Moving and Lavender and Stuff

'I am going to move the greenhouse,' Andy announced on Saturday morning. Immediately, I wondered if this was a good idea, firstly because we were awake until 1 a.m watching the Olympic Opening Ceremony Extravaganza on the telly and were tired, and secondly, because Andy's lack of spatial awareness plus glass PLUS tiredness was unlikely to be a good combination.

But, when a man says he's going to do a manly job, it is never wise to stand in his way.

'No blood, please,' said I and retreated to the front garden to tackle the hedge which had gone wild with all the rain.

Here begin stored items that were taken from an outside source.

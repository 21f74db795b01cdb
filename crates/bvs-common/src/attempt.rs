//! Fix-attempt ledger records.

use chrono::{DateTime, Utc};
use serde::{Deserialize, Serialize};
use std::fmt;

/// Gate label attached to a fix attempt.
///
/// Build failures are reported as `Typecheck`.
#[derive(Debug, Clone, Copy, PartialEq, Eq, Serialize, Deserialize)]
#[serde(rename_all = "lowercase")]
pub enum FixGateType {
    Typecheck,
    Lint,
    Tests,
}

impl fmt::Display for FixGateType {
    fn fmt(&self, f: &mut fmt::Formatter<'_>) -> fmt::Result {
        match self {
            FixGateType::Typecheck => write!(f, "typecheck"),
            FixGateType::Lint => write!(f, "lint"),
            FixGateType::Tests => write!(f, "tests"),
        }
    }
}

/// A single error the fixer is expected to address.
#[derive(Debug, Clone, PartialEq, Eq, Serialize, Deserialize)]
pub struct FixAttemptError {
    pub file: String,
    pub message: String,
}

impl FixAttemptError {
    pub fn new(file: impl Into<String>, message: impl Into<String>) -> Self {
        Self {
            file: file.into(),
            message: message.into(),
        }
    }
}

/// One failed gate run recorded against a section.
#[derive(Debug, Clone, PartialEq, Serialize, Deserialize)]
pub struct FixAttempt {
    pub section_id: String,
    /// 1-based attempt counter
    pub attempt: u32,
    pub gate_type: FixGateType,
    pub errors: Vec<FixAttemptError>,
    pub timestamp: DateTime<Utc>,
}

Andy's plan was to move the greenhouse to where the garden table was, and move the garden table to the space vacated by the greenhouse thus bringing it further into the garden to a more amenable 'let's-sit-out-and-have-a-barbeque' kind of way. I wondered why we didn't put the greenhouse up against the fence in the first place, but then remembered that when the greenhouse arrived, the fence was further up the driveway, and has since moved further down the driveway thus vacating a space which we filled with garden furniture, if you see what I mean. We've been here almost eight years, which is five years longer than I imagined, and the garden has taken on many transformations in those years, some of which have become a bit of a distant blur (but not the ones involving swarming bees!)

Anyway, as I wrestled the front hedge into submission, and managed to pull a muscle in my side by thinking it would be a jolly good idea to scrape all the moss from between the block paving with an unsuitable trowel, I could hear Andy whistling away to himself, occasionally singing, and sometimes saying things like 'Ouch!' but as no blood trickled its way under the fence 'twixt me and him, I guessed everything a la maisonvert removal was going spendidly.

I was called upon once, to help move the frame. The glass was laid carefully on old duvet covers on the patio and the entire contents of the greenhouse and the rest of the garden was piled in the middle of the now recovering lawn, and we looked like Steptoe's rag and bone yard. I dallied around, and pruned the herb garden which has also gone wild with all the rain. I uncovered many, many slugs which made me heave a bit, and every now and then, Andy and I would meet in the middle of the chaos and try to form a bit of order.

'I thought we could have a path running up there,' said Andy.
'Yes,' I said, 'that would look nice.'
'And maybe some decking behind the willow arch. We could pop a wooden gazebo up there,' said Andy.
'Again,' I said, 'it sounds like a jolly good idea.'
'What have you been doing out the front?' said Andy.
'Cutting the hedge and digging up everything in the front border,' I said. 'I'm going to fill it with lavender. Not the hedge. The front border.'

Lavender has definitely become my new favourite thing. During the week I visited Downderry Nursery in Hadlow, and if you are ever in the middle of Kent during the late spring and through to summer, I urge you to visit too, because it holds the RHS national collection of lavenders and when you walk through the walled garden, 'tis truly a sight and a smell to behold. I ended up buying many plants. I had immediate visions of lavender loveliness here at MMM.

BUT, I hear you all shouting - WHAT HAPPENED ABOUT GETTING NEW CHICKENS? What indeed...

...the thing is, the reason the chickens are gone and the bees have been moved and we are in 'let's get the garden done proper-like,' mode is that we both feel the Universe is prodding us towards a house move. We both said it. At one point we said 'Should we be doing the garden for us, or to sell the house?' Of course, it is always wise to do things because you like them, so that has been the driving force, but a nicely turned out garden sans rampaging hens and swarming bees is a positive selling point , too. Can you imagine us showing potential buyers around next May, bees misbehaving all over the shop, picking our way through dollops of chicken poop?

No, neither could we...

...but when we get to our forever house, the REAL Much Malarkey Manor, there will be more hens and bees and probably ducks and geese and a goat or two.

So yesterday we meandered through garden centres, eyeing up cobbles and edging, and water features and gazebos, and we bought a new parasol umbrella which got rained on as soon as we put it up, sod's law. By the end of August, the garden will be pretty much buyer-friendly. It will lack the personality brought to it previously via the medium of hen 'n' bee but that doesn't matter because it won't really be our garden any more.

And no glass got broken and no fingers got cut. No tempers were lost and no idea discounted.

Garden Project Number Lord Knows What is underway.